Does MBA really help in getting a better job offer ?

Most students pursuing an MBA come with the sole objective of having a decent job offer or a promotion in the existing job soon after completion of the MBA. And most of them take loans to pursue this career dream. According to a recent survey by education portal  74% MBA 2022-24 aspirants said they would opt for education loans.

There are exceptional cases like those seeking master’s degree or may have a family business to take care of or an entrepreneurial venture in mind. But the exception cases are barely 1%. For the rest 99%, a management degree is a ticket to a dream job through campus placements or leap towards career enhancements. Stakes are high as many of them quit their jobs which essentially means loss of 2 years of income, apprehension and uncertainty of the job market. On top of that, the pressure to pay back the education loans. Hence the returns have to be high. There is more than just the management degree. Colleges need to ensure that they offer quality management education which enables them to be prepared for not just the demands of recruiters and for a decent job but also to sustain and achieve, all along their career path.

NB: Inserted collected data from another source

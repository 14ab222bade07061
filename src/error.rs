//! Crate-wide error taxonomy.
//!
//! Mirrors the provider/error classification described in the AI retry layer:
//! every failure a provider call can produce collapses into one of these
//! variants, and only `Transient` / `RateLimited` are retried by [`crate::retry`].

use thiserror::Error;

#[derive(Error, Debug, Clone)]
pub enum PerseptorError {
    #[error("invalid request: {0}")]
    InvalidRequest(String),

    #[error("authentication failed for provider {provider:?}: {message}")]
    Auth {
        provider: Option<String>,
        message: String,
    },

    #[error("model not found for provider {provider:?}: {message}")]
    ModelNotFound {
        provider: Option<String>,
        message: String,
    },

    #[error("rate limited by provider {provider:?} (retry_after={retry_after_secs:?}): {message}")]
    RateLimited {
        provider: Option<String>,
        message: String,
        retry_after_secs: Option<f64>,
    },

    #[error("transient error from provider {provider:?}: {message}")]
    Transient {
        provider: Option<String>,
        message: String,
    },

    #[error("fatal error from provider {provider:?}: {message}")]
    Fatal {
        provider: Option<String>,
        message: String,
    },
}

impl PerseptorError {
    pub fn provider(&self) -> Option<&str> {
        match self {
            PerseptorError::InvalidRequest(_) => None,
            PerseptorError::Auth { provider, .. }
            | PerseptorError::ModelNotFound { provider, .. }
            | PerseptorError::RateLimited { provider, .. }
            | PerseptorError::Transient { provider, .. }
            | PerseptorError::Fatal { provider, .. } => provider.as_deref(),
        }
    }

    /// Whether [`crate::retry::with_retry`] should attempt this call again.
    pub fn is_retryable(&self) -> bool {
        matches!(
            self,
            PerseptorError::RateLimited { .. } | PerseptorError::Transient { .. }
        )
    }
}

impl From<reqwest::Error> for PerseptorError {
    fn from(err: reqwest::Error) -> Self {
        let provider = None;
        if err.is_timeout() || err.is_connect() {
            return PerseptorError::Transient {
                provider,
                message: err.to_string(),
            };
        }
        if let Some(status) = err.status() {
            let code = status.as_u16();
            if code == 401 {
                return PerseptorError::Auth {
                    provider,
                    message: err.to_string(),
                };
            }
            if code == 404 {
                return PerseptorError::ModelNotFound {
                    provider,
                    message: err.to_string(),
                };
            }
            if code == 429 {
                return PerseptorError::RateLimited {
                    provider,
                    message: err.to_string(),
                    retry_after_secs: None,
                };
            }
            if code >= 500 {
                return PerseptorError::Transient {
                    provider,
                    message: err.to_string(),
                };
            }
        }
        PerseptorError::Fatal {
            provider,
            message: err.to_string(),
        }
    }
}

impl From<serde_json::Error> for PerseptorError {
    fn from(err: serde_json::Error) -> Self {
        PerseptorError::Fatal {
            provider: None,
            message: format!("JSON error: {err}"),
        }
    }
}

/// Classifies a raw vendor error message into the taxonomy above.
///
/// Rust HTTP clients don't raise typed vendor exceptions the way the Python
/// SDKs this was ported from do, so classification falls back to matching on
/// lowercased substrings of the error text, same table the original retry
/// handler used.
pub fn classify_message(message: &str, provider: Option<&str>) -> PerseptorError {
    let lower = message.to_lowercase();
    let provider = provider.map(str::to_string);

    if ["rate limit", "429", "too many requests", "quota"]
        .iter()
        .any(|k| lower.contains(k))
    {
        return PerseptorError::RateLimited {
            provider,
            message: message.to_string(),
            retry_after_secs: None,
        };
    }
    if ["401", "unauthorized", "invalid api key", "authentication"]
        .iter()
        .any(|k| lower.contains(k))
    {
        return PerseptorError::Auth {
            provider,
            message: message.to_string(),
        };
    }
    if ["model not found", "404", "does not exist"]
        .iter()
        .any(|k| lower.contains(k))
    {
        return PerseptorError::ModelNotFound {
            provider,
            message: message.to_string(),
        };
    }
    if ["500", "502", "503", "504", "timeout", "connection"]
        .iter()
        .any(|k| lower.contains(k))
    {
        return PerseptorError::Transient {
            provider,
            message: message.to_string(),
        };
    }
    PerseptorError::Fatal {
        provider,
        message: message.to_string(),
    }
}

pub type Result<T> = std::result::Result<T, PerseptorError>;

#[cfg(test)]
mod tests {
    use super::*;

    #[test]
    fn classifies_rate_limit() {
        let e = classify_message("429 Too Many Requests", Some("openai"));
        assert!(matches!(e, PerseptorError::RateLimited { .. }));
        assert!(e.is_retryable());
    }

    #[test]
    fn classifies_auth() {
        let e = classify_message("401 Unauthorized: invalid api key", None);
        assert!(matches!(e, PerseptorError::Auth { .. }));
        assert!(!e.is_retryable());
    }

    #[test]
    fn classifies_transient() {
        let e = classify_message("connection reset by peer", None);
        assert!(matches!(e, PerseptorError::Transient { .. }));
        assert!(e.is_retryable());
    }

    #[test]
    fn classifies_fatal_by_default() {
        let e = classify_message("something weird happened", None);
        assert!(matches!(e, PerseptorError::Fatal { .. }));
        assert!(!e.is_retryable());
    }
}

  • So, what exactly are the B Schools doing to prepare their students for the job market and make them industry ready ?
  •  Are B schools ready to deliver and prepare the future business leaders to cope up with the disrupted market ?  

These are the two key questions every MBA aspirant needs to ask, check and validate before filling the MBA application forms of management institutes. And worth mentioning that these application forms do not come cheap. An MBA aspirant who may have shortlisted 5 B Schools to apply for, may end up spending Rs 10,000.00 to Rs 15,000.00 just buying MBA / PGDM application forms.

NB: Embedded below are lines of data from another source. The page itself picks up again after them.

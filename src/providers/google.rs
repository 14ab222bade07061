//! Google Gemini provider: 2.5 Pro, 2.5 Flash, 2.0 Flash.

use super::{GenerateParams, Provider};
use crate::error::PerseptorError;
use crate::models::{Message, ModelInfo, ModelTier, ProviderResponse, Role, TokenUsage};
use async_trait::async_trait;
use futures::stream::{BoxStream, StreamExt};
use serde_json::{json, Value};
use std::time::Instant;

const BASE_URL: &str = "https://generativelanguage.googleapis.com/v1beta/models";

const GOOGLE_MODELS: &[ModelInfo] = &[
    ModelInfo {
        provider: "google",
        model_id: "gemini-2.5-pro",
        display_name: "Gemini 2.5 Pro",
        tier: ModelTier::Flagship,
        max_tokens: 1_000_000,
        supports_streaming: true,
        supports_temperature: true,
        cost_per_1k_input: 0.00125,
        cost_per_1k_output: 0.005,
    },
    ModelInfo {
        provider: "google",
        model_id: "gemini-2.5-flash",
        display_name: "Gemini 2.5 Flash",
        tier: ModelTier::Efficient,
        max_tokens: 1_000_000,
        supports_streaming: true,
        supports_temperature: true,
        cost_per_1k_input: 0.00015,
        cost_per_1k_output: 0.0006,
    },
    ModelInfo {
        provider: "google",
        model_id: "gemini-2.0-flash",
        display_name: "Gemini 2.0 Flash",
        tier: ModelTier::Efficient,
        max_tokens: 1_000_000,
        supports_streaming: true,
        supports_temperature: true,
        cost_per_1k_input: 0.0001,
        cost_per_1k_output: 0.0004,
    },
];

const DEFAULT_MODEL: &str = "gemini-2.5-flash";

pub struct GoogleProvider {
    client: reqwest::Client,
    api_key: String,
    default_model: String,
}

impl GoogleProvider {
    pub fn new(api_key: impl Into<String>, default_model: Option<String>) -> Self {
        Self {
            client: reqwest::Client::new(),
            api_key: api_key.into(),
            default_model: default_model.unwrap_or_else(|| DEFAULT_MODEL.to_string()),
        }
    }

    fn resolve_model<'a>(&'a self, model: Option<&'a str>) -> &'a str {
        model.unwrap_or(&self.default_model)
    }

    /// Gemini keeps the system instruction out of `contents` and remaps
    /// "assistant" to "model" for prior turns.
    fn build_contents(messages: &[Message]) -> (String, Vec<Value>) {
        let mut system_parts = Vec::new();
        let mut contents = Vec::new();
        for m in messages {
            match m.role {
                Role::System => system_parts.push(m.content.clone()),
                Role::User => contents.push(json!({"role": "user", "parts": [{"text": m.content}]})),
                Role::Assistant => {
                    contents.push(json!({"role": "model", "parts": [{"text": m.content}]}))
                }
            }
        }
        (system_parts.join("\n"), contents)
    }

    fn build_body(messages: &[Message], params: GenerateParams) -> Value {
        let (system_instruction, mut contents) = Self::build_contents(messages);
        if contents.is_empty() {
            contents.push(json!({"role": "user", "parts": [{"text": system_instruction}]}));
            return json!({
                "contents": contents,
                "generationConfig": {
                    "temperature": params.temperature,
                    "maxOutputTokens": params.max_tokens,
                },
            });
        }
        let mut body = json!({
            "contents": contents,
            "generationConfig": {
                "temperature": params.temperature,
                "maxOutputTokens": params.max_tokens,
            },
        });
        if !system_instruction.is_empty() {
            body["systemInstruction"] = json!({"parts": [{"text": system_instruction}]});
        }
        body
    }
}

#[async_trait]
impl Provider for GoogleProvider {
    fn provider_name(&self) -> &'static str {
        "google"
    }

    async fn generate(
        &self,
        messages: &[Message],
        model: Option<&str>,
        params: GenerateParams,
    ) -> Result<ProviderResponse, PerseptorError> {
        let model_id = self.resolve_model(model).to_string();
        let body = Self::build_body(messages, params);
        let start = Instant::now();

        let url = format!("{BASE_URL}/{model_id}:generateContent?key={}", self.api_key);
        let resp = self.client.post(&url).json(&body).send().await?;

        if !resp.status().is_success() {
            let status = resp.status();
            let text = resp.text().await.unwrap_or_default();
            return Err(crate::error::classify_message(
                &format!("{status}: {text}"),
                Some("google"),
            ));
        }

        let payload: Value = resp.json().await?;
        let latency_ms = start.elapsed().as_secs_f64() * 1000.0;

        let content = payload["candidates"][0]["content"]["parts"]
            .as_array()
            .map(|parts| {
                parts
                    .iter()
                    .filter_map(|p| p["text"].as_str())
                    .collect::<Vec<_>>()
                    .join("")
            })
            .unwrap_or_default();

        let usage = TokenUsage {
            prompt_tokens: payload["usageMetadata"]["promptTokenCount"].as_u64().unwrap_or(0),
            completion_tokens: payload["usageMetadata"]["candidatesTokenCount"]
                .as_u64()
                .unwrap_or(0),
            total_tokens: payload["usageMetadata"]["totalTokenCount"].as_u64().unwrap_or(0),
        };

        Ok(ProviderResponse {
            content,
            model: model_id,
            provider: "google".to_string(),
            usage,
            latency_ms,
            finish_reason: payload["candidates"][0]["finishReason"]
                .as_str()
                .unwrap_or("")
                .to_string(),
        })
    }

    async fn generate_stream(
        &self,
        messages: &[Message],
        model: Option<&str>,
        params: GenerateParams,
    ) -> Result<BoxStream<'static, Result<String, PerseptorError>>, PerseptorError> {
        // Gemini's streaming endpoint returns a JSON array of chunks rather
        // than SSE; a single non-streaming call folded into a one-item
        // stream keeps the contract uniform without a bespoke array parser.
        let response = self.generate(messages, model, params).await?;
        Ok(Box::pin(futures::stream::once(async move { Ok(response.content) })))
    }

    fn get_model_info(&self, model: Option<&str>) -> ModelInfo {
        let model_id = self.resolve_model(model);
        GOOGLE_MODELS
            .iter()
            .find(|m| m.model_id == model_id)
            .cloned()
            .unwrap_or_else(|| GOOGLE_MODELS[0].clone())
    }

    fn list_models(&self) -> Vec<ModelInfo> {
        GOOGLE_MODELS.to_vec()
    }
}

#[cfg(test)]
mod tests {
    use super::*;

    #[test]
    fn remaps_assistant_to_model_role() {
        let messages = vec![Message::user("hi"), Message::assistant("hello back")];
        let (_, contents) = GoogleProvider::build_contents(&messages);
        assert_eq!(contents[1]["role"], "model");
    }

    #[test]
    fn falls_back_to_system_text_when_no_turns() {
        let messages = vec![Message::system("just a system prompt")];
        let body = GoogleProvider::build_body(&messages, GenerateParams::default());
        assert!(body.get("systemInstruction").is_none());
        assert_eq!(
            body["contents"][0]["parts"][0]["text"],
            "just a system prompt"
        );
    }
}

While internship and placements data of some management institutes clearly indicates that recruiters today have specific demands. The skill sets looked for are job centric and industry oriented. MBA schools which have adopted new models of delivery and technology, redesigned their courses, built an effective evaluation process and prepared the students to cope with the dynamic business scenario, have done great with campus placements despite the economic slow down.

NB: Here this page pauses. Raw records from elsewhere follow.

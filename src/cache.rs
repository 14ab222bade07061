//! Bounded LRU response cache with per-entry TTL (C3).
//!
//! Thread-safe; on lookup, expired entries are purged and counted as misses.
//! On insert, the least-recently-used entry is evicted once the bucket is at
//! capacity. Only successfully-parsed task results are cached -- the caller
//! (the orchestrator / AI engine) decides what's "successfully parsed"; this
//! cache just stores whatever it's given.

use parking_lot::Mutex;
use sha2::{Digest, Sha256};
use std::collections::HashMap;
use std::time::{Duration, Instant};

struct Entry {
    value: String,
    stored_at: Instant,
}

/// An intrusive doubly-linked-list-free LRU: we keep insertion order in a
/// `Vec` of keys and move-to-end on access. Good enough at the cache sizes
/// this component is configured for (tens to low hundreds of entries).
struct Inner {
    map: HashMap<String, Entry>,
    order: Vec<String>,
    hits: u64,
    misses: u64,
}

pub struct ResponseCache {
    inner: Mutex<Inner>,
    max_size: usize,
    ttl: Duration,
}

#[derive(Debug, Clone, Copy)]
pub struct CacheStats {
    pub size: usize,
    pub max_size: usize,
    pub hits: u64,
    pub misses: u64,
}

impl ResponseCache {
    pub fn new(max_size: usize, ttl: Duration) -> Self {
        Self {
            inner: Mutex::new(Inner {
                map: HashMap::new(),
                order: Vec::new(),
                hits: 0,
                misses: 0,
            }),
            max_size,
            ttl,
        }
    }

    /// Key = SHA-256(task ∥ first 500 chars of payload ∥ provider ∥ model),
    /// truncated to a short hex prefix.
    pub fn make_key(task: &str, payload: &str, provider: &str, model: &str) -> String {
        let prefix: String = payload.chars().take(500).collect();
        let mut hasher = Sha256::new();
        hasher.update(task.as_bytes());
        hasher.update(prefix.as_bytes());
        hasher.update(provider.as_bytes());
        hasher.update(model.as_bytes());
        let digest = hasher.finalize();
        hex_prefix(&digest, 32)
    }

    pub fn get(&self, key: &str) -> Option<String> {
        let mut inner = self.inner.lock();
        let expired = match inner.map.get(key) {
            Some(entry) => entry.stored_at.elapsed() > self.ttl,
            None => {
                inner.misses += 1;
                return None;
            }
        };
        if expired {
            inner.map.remove(key);
            inner.order.retain(|k| k != key);
            inner.misses += 1;
            return None;
        }
        if let Some(pos) = inner.order.iter().position(|k| k == key) {
            let k = inner.order.remove(pos);
            inner.order.push(k);
        }
        inner.hits += 1;
        inner.map.get(key).map(|e| e.value.clone())
    }

    pub fn set(&self, key: String, value: String) {
        let mut inner = self.inner.lock();
        if inner.map.contains_key(&key) {
            inner.order.retain(|k| k != &key);
        } else if inner.map.len() >= self.max_size {
            if !inner.order.is_empty() {
                let evicted = inner.order.remove(0);
                inner.map.remove(&evicted);
            }
        }
        inner.order.push(key.clone());
        inner.map.insert(
            key,
            Entry {
                value,
                stored_at: Instant::now(),
            },
        );
    }

    pub fn stats(&self) -> CacheStats {
        let inner = self.inner.lock();
        CacheStats {
            size: inner.map.len(),
            max_size: self.max_size,
            hits: inner.hits,
            misses: inner.misses,
        }
    }
}

fn hex_prefix(bytes: &[u8], len: usize) -> String {
    bytes
        .iter()
        .map(|b| format!("{b:02x}"))
        .collect::<String>()
        .chars()
        .take(len)
        .collect()
}

#[cfg(test)]
mod tests {
    use super::*;

    #[test]
    fn set_then_get_within_ttl() {
        let cache = ResponseCache::new(10, Duration::from_secs(60));
        let key = ResponseCache::make_key("ioc", "report text", "openai", "gpt-4.1");
        cache.set(key.clone(), "cached-value".to_string());
        assert_eq!(cache.get(&key), Some("cached-value".to_string()));
    }

    #[test]
    fn miss_after_ttl_expires() {
        let cache = ResponseCache::new(10, Duration::from_millis(1));
        let key = ResponseCache::make_key("ioc", "report text", "openai", "gpt-4.1");
        cache.set(key.clone(), "cached-value".to_string());
        std::thread::sleep(Duration::from_millis(10));
        assert_eq!(cache.get(&key), None);
    }

    #[test]
    fn evicts_least_recently_used_when_full() {
        let cache = ResponseCache::new(2, Duration::from_secs(60));
        cache.set("a".to_string(), "1".to_string());
        cache.set("b".to_string(), "2".to_string());
        // touch "a" so "b" becomes the LRU victim
        assert_eq!(cache.get("a"), Some("1".to_string()));
        cache.set("c".to_string(), "3".to_string());
        assert_eq!(cache.get("b"), None);
        assert_eq!(cache.get("a"), Some("1".to_string()));
        assert_eq!(cache.get("c"), Some("3".to_string()));
    }

    #[test]
    fn same_inputs_produce_same_key() {
        let k1 = ResponseCache::make_key("ioc", "abc", "openai", "gpt-4.1");
        let k2 = ResponseCache::make_key("ioc", "abc", "openai", "gpt-4.1");
        assert_eq!(k1, k2);
    }
}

However, the skill set being looked for by a consulting company like Deloitte or KPMG may be quite different from FMCG or a manufacturing sector. Institutes need to acknowledge this fact and act accordingly.

  • Management institutes should ensure that students are intellectually engaged, self motivated and adapt to changes fast. In one word ‘VUCA ready’.
  • B Schools should encourage students to participate in national and international competitive events, simulations of business scenarios.
  • Institutes should have the right mix of faculty members with industry exposure and pure academics.

The placement records of 2021 across top management institutes indicated the fact that recruitment is happening, skilled talent is in demand and certain management institutions continued to attract recruiters even in the middle of an ongoing crisis.

It is time, all management institutes rise to the occasion, understand market realities and identify areas of improvement at both ends – students and faculty.

After all, the stakes are high at both ends. B Schools taking corrective measures will stay while those which are lagging will end up shutting down.